What works even better IMO is to design a sloped baffle which insets the tweeter as close to the wall as possible. This aligns the acoustic centers of both drivers and produces a more cohesive, better integrated sound at the xover overlapping response region, simplifies xover design and can improve transient response.

The 2 pi radiating field produced by wall mounting is effective down to 1/2 WL of the distance from the front baffle to the wall, as is the distructive cancelation frequency mode. The ceiling and floor will produce its own modes here and its important to account for the collective destructive and reinforcing modes of all boundary effects interacting with each other. This again can be minimized with wall and ceiling treatment, so at a minimum your reducing the first direct reflected HF modes. The diffuse field modes aren't as damaging here given the listening distance doesn't allow for the convergence of secondary wall / ceiling reflections.

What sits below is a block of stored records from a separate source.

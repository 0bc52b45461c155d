//! manager.rs
//! Two writer workers: one drains the raw-write buffer, one drains the
//! species queue. Both write into sequentially numbered text files that
//! start with the run header and rotate once a soft line cap is passed.
//! A file-open failure is fatal for that worker only.

use std::fs::File;
use std::io::{self, BufWriter, Write};
use std::path::PathBuf;
use std::sync::Arc;
use std::thread::{self, JoinHandle};
use std::time::Duration;

use crate::acquisition::config::AcqConfig;
use crate::acquisition::device::PixelHit;
use crate::buffers::{HitBuffer, SpeciesQueue, StopGuard, safe_finish};
use crate::logging::{LogLevel, SharedLogger};
use crate::processing::cluster::SpeciesHit;
use crate::settings::{
    MAX_BUFF_EL, MAX_RAW_FILE_LINES, MAX_SPECIES_FILE_LINES, RAW_DATA_DIR, RAW_FILE_STEM,
    SPECIES_DATA_DIR, SPECIES_FILE_STEM,
};
use crate::storage::header::render_header;

pub const RAW_LINE_FORMAT: &str = "x y toa tot";
pub const SPECIES_LINE_FORMAT: &str = "grade start_toa end_toa total_energy";

/// Bounded wait used by the raw worker when its buffer is empty. The
/// producer notifies early once the backlog passes `RAW_HIT_NOTIF_INC`;
/// the timeout bounds drain latency for trickle traffic.
const RAW_DRAIN_WAIT: Duration = Duration::from_millis(100);

pub struct StorageManager {
    run_number: String,
    species: Arc<SpeciesQueue>,
    raw_hits_to_write: Arc<HitBuffer<PixelHit>>,
    logger: SharedLogger,
    raw_header: Option<String>,
    species_header: Option<String>,
    raw_worker: Option<JoinHandle<()>>,
    species_worker: Option<JoinHandle<()>>,
}

impl StorageManager {
    pub fn new(
        run_number: String,
        species: Arc<SpeciesQueue>,
        raw_hits_to_write: Arc<HitBuffer<PixelHit>>,
        logger: SharedLogger,
    ) -> Self {
        Self {
            run_number,
            species,
            raw_hits_to_write,
            logger,
            raw_header: None,
            species_header: None,
            raw_worker: None,
            species_worker: None,
        }
    }

    /// Renders the per-stream headers. Must run before `launch` so the
    /// first files of the run carry them.
    pub fn gen_header(&mut self, start_time: u64, config: &AcqConfig) {
        self.raw_header = Some(render_header(start_time, config, RAW_LINE_FORMAT));
        self.species_header = Some(render_header(start_time, config, SPECIES_LINE_FORMAT));
    }

    /// Spawns both writer threads. Joined by `Drop` via `safe_finish`.
    pub fn launch(&mut self) {
        let raw_writer = RotatingWriter::plan(
            PathBuf::from(RAW_DATA_DIR),
            RAW_FILE_STEM,
            self.run_number.clone(),
            self.raw_header.clone().unwrap_or_default(),
            MAX_RAW_FILE_LINES,
        );
        let species_writer = RotatingWriter::plan(
            PathBuf::from(SPECIES_DATA_DIR),
            SPECIES_FILE_STEM,
            self.run_number.clone(),
            self.species_header.clone().unwrap_or_default(),
            MAX_SPECIES_FILE_LINES,
        );

        let buff = self.raw_hits_to_write.clone();
        let logger = self.logger.clone();
        self.raw_worker = Some(thread::spawn(move || {
            logger.log(LogLevel::Info, "raw hit writer thread launched");
            if let Err(e) = run_raw_writer(&buff, raw_writer) {
                logger.log_error(LogLevel::Fatal, "raw hit writer terminated", &e);
                return;
            }
            logger.log(LogLevel::Info, "raw hit writer thread terminated");
        }));

        let queue = self.species.clone();
        let logger = self.logger.clone();
        self.species_worker = Some(thread::spawn(move || {
            logger.log(LogLevel::Info, "species hit writer thread launched");
            if let Err(e) = run_species_writer(&queue, species_writer) {
                logger.log_error(LogLevel::Fatal, "species hit writer terminated", &e);
                return;
            }
            logger.log(LogLevel::Info, "species hit writer thread terminated");
        }));
    }
}

impl Drop for StorageManager {
    fn drop(&mut self) {
        safe_finish(&mut self.species_worker, self.species.as_ref());
        safe_finish(&mut self.raw_worker, self.raw_hits_to_write.as_ref());
    }
}

/// Parameters of one rotating output stream, plus its open file once the
/// worker starts writing.
struct RotatingWriter {
    dir: PathBuf,
    stem: &'static str,
    run_number: String,
    header: String,
    soft_max_lines: u64,
    file_no: u64,
    line_count: u64,
    out: Option<BufWriter<File>>,
}

impl RotatingWriter {
    fn plan(
        dir: PathBuf,
        stem: &'static str,
        run_number: String,
        header: String,
        soft_max_lines: u64,
    ) -> Self {
        Self {
            dir,
            stem,
            run_number,
            header,
            soft_max_lines,
            file_no: 0,
            line_count: 0,
            out: None,
        }
    }

    /// Opens the first file, or the next one when the soft cap was
    /// passed, writing the header each time. Returns the active writer.
    fn rotate_if_needed(&mut self) -> io::Result<&mut BufWriter<File>> {
        let rotate = match self.out {
            None => true,
            Some(_) => self.line_count > self.soft_max_lines,
        };
        if rotate {
            if let Some(mut old) = self.out.take() {
                old.flush()?;
            }
            let name = format!(
                "{}_RN-{}_FN-{}.txt",
                self.stem, self.run_number, self.file_no
            );
            let mut out = BufWriter::new(File::create(self.dir.join(name))?);
            out.write_all(self.header.as_bytes())?;
            self.line_count = 0;
            self.file_no += 1;
            self.out = Some(out);
        }
        match self.out.as_mut() {
            Some(out) => Ok(out),
            None => Err(io::Error::other("output file missing after rotation")),
        }
    }

    fn add_lines(&mut self, n: usize) {
        self.line_count += n as u64;
    }

    fn finish(&mut self) -> io::Result<()> {
        if let Some(mut out) = self.out.take() {
            out.flush()?;
        }
        Ok(())
    }
}

fn run_raw_writer(
    buff: &HitBuffer<PixelHit>,
    mut writer: RotatingWriter,
) -> io::Result<()> {
    let mut work: Vec<PixelHit> = Vec::with_capacity(MAX_BUFF_EL);

    loop {
        let stopping = buff.stop_requested();
        let copied = {
            let mut store = buff.lock();
            if store.is_empty() && !stopping {
                buff.wait_for(&mut store, RAW_DRAIN_WAIT);
            }
            store.copy_clear(&mut work, MAX_BUFF_EL)
        };

        if stopping && copied == 0 {
            // fully drained; the soft cap only rotates ahead of a next
            // record, so the way out must not open a new file
            break;
        }
        if copied == 0 {
            continue;
        }

        let out = writer.rotate_if_needed()?;
        for hit in &work {
            writeln!(out, "{} {} {} {}", hit.x, hit.y, hit.toa, hit.tot)?;
        }
        writer.add_lines(copied);
    }
    writer.finish()
}

fn run_species_writer(queue: &SpeciesQueue, mut writer: RotatingWriter) -> io::Result<()> {
    loop {
        let batch: Vec<SpeciesHit> = {
            let mut items = queue.lock();
            while items.is_empty() && !queue.stop_requested() {
                queue.wait(&mut items);
            }
            items.drain(..).collect()
        };

        if batch.is_empty() {
            // the wait only returns empty once stop was requested; same
            // rule as the raw stream: no rotation without a next record
            break;
        }

        let out = writer.rotate_if_needed()?;
        for hit in &batch {
            writeln!(
                out,
                "{} {} {} {}",
                hit.grade, hit.start_toa, hit.end_toa, hit.total_energy
            )?;
        }
        writer.add_lines(batch.len());
    }
    writer.finish()
}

From my experience installing soffit mounted studio monitor setups, the main influence of the hemispherical radiating field over a floor standing speaker is mainly across the lower midrange, discounting cabinet edge diffraction components and the resulting ripple. The typical range of boundary reinforcement of wall mounting mainly boosts everything under 1kHz by up to 6 dB with a gradual declining 2-3 dB/Oct slope. This isn't linear and will have its own ripple to contend with. You'll also want to avoid horizontal driver orientation on the baffle for the most uniform polar response (sweet spot) at the listening location.